Meta's Llamas go local
Plus: Notion, one of AI's brightest stars, rolls out a fuller-fledged AI companion, and several additional executives leave OpenAI.
Existing paid subscribers received a one week extension to account for a missed issue last week while I’m working through another lower back injury. Thank you everyone for your patience!
Meta’s model paths come together
Meta’s Llama portfolio continues to grow in size, complexity, and nomenclature—but this time, it’s going after what’s quickly becoming one of the most important potential markets in AI: networks of task-specific smaller models.

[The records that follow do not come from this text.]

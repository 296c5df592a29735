//! JSONL file writer for engine events.
//!
//! Each [`EngineEvent`] is serialized as a single JSON line with a `type`
//! field and `timestamp`, appended to the file via a buffered writer.

use colloquy_application::{EngineEvent, EventLogger};
use serde_json::Value;
use std::fs::{File, OpenOptions};
use std::io::{BufWriter, Write};
use std::path::{Path, PathBuf};
use std::sync::Mutex;
use tracing::warn;

/// JSONL event logger that writes one JSON object per line.
///
/// Thread-safe via `Mutex<BufWriter<File>>`. Appends to an existing file so
/// several runs can share one decision trail. Flushes on `Drop`.
pub struct JsonlEventLogger {
    writer: Mutex<BufWriter<File>>,
    path: PathBuf,
}

impl JsonlEventLogger {
    /// Open (or create) the log at `path`, creating parent directories.
    ///
    /// Returns `None` if the file cannot be opened.
    pub fn new(path: impl AsRef<Path>) -> Option<Self> {
        let path = path.as_ref();

        if let Some(parent) = path.parent()
            && !parent.as_os_str().is_empty()
            && let Err(e) = std::fs::create_dir_all(parent)
        {
            warn!(
                "Could not create event log directory {}: {}",
                parent.display(),
                e
            );
            return None;
        }

        let file = match OpenOptions::new().create(true).append(true).open(path) {
            Ok(f) => f,
            Err(e) => {
                warn!("Could not open event log file {}: {}", path.display(), e);
                return None;
            }
        };

        Some(Self {
            writer: Mutex::new(BufWriter::new(file)),
            path: path.to_path_buf(),
        })
    }

    pub fn path(&self) -> &Path {
        &self.path
    }
}

fn record(event: EngineEvent) -> Value {
    let timestamp = chrono::Utc::now().to_rfc3339_opts(chrono::SecondsFormat::Millis, true);

    match event.payload {
        Value::Object(mut map) => {
            map.insert("type".to_string(), Value::String(event.event_type.to_string()));
            map.insert("timestamp".to_string(), Value::String(timestamp));
            Value::Object(map)
        }
        other => serde_json::json!({
            "type": event.event_type,
            "timestamp": timestamp,
            "data": other,
        }),
    }
}

impl EventLogger for JsonlEventLogger {
    fn log(&self, event: EngineEvent) {
        let Ok(line) = serde_json::to_string(&record(event)) else {
            return;
        };

        if let Ok(mut writer) = self.writer.lock() {
            let _ = writeln!(writer, "{}", line);
            // Events are rare; flush each so a crash loses nothing
            let _ = writer.flush();
        }
    }
}

impl Drop for JsonlEventLogger {
    fn drop(&mut self) {
        if let Ok(mut writer) = self.writer.lock() {
            let _ = writer.flush();
        }
    }
}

While Meta has released larger models in a way to sow a little chaos at the top end of the quality spectrum with OpenAI and Anthropic, it seems to be setting its eyes on sowing more chaos at the lower end of the spectrum where Google’s Gemma 2 and Microsoft’s Phi models have become popular. Meta’s new tiny models, which it says in a blog post are designed for edge use cases, fit neatly into one of the kind of four “bucket” cases. And Meta is now competing with many of its “rivals” in all four tiers.
“Tiny” ones that are suited for trivial and straightforward tasks with very little compute: Gemma 2, Phi-3, Llama 3.2 1B and 3B, and other various open source models. These models are well-suited for cases where you have access to little memory or compute, such as the edge devices Meta suggests.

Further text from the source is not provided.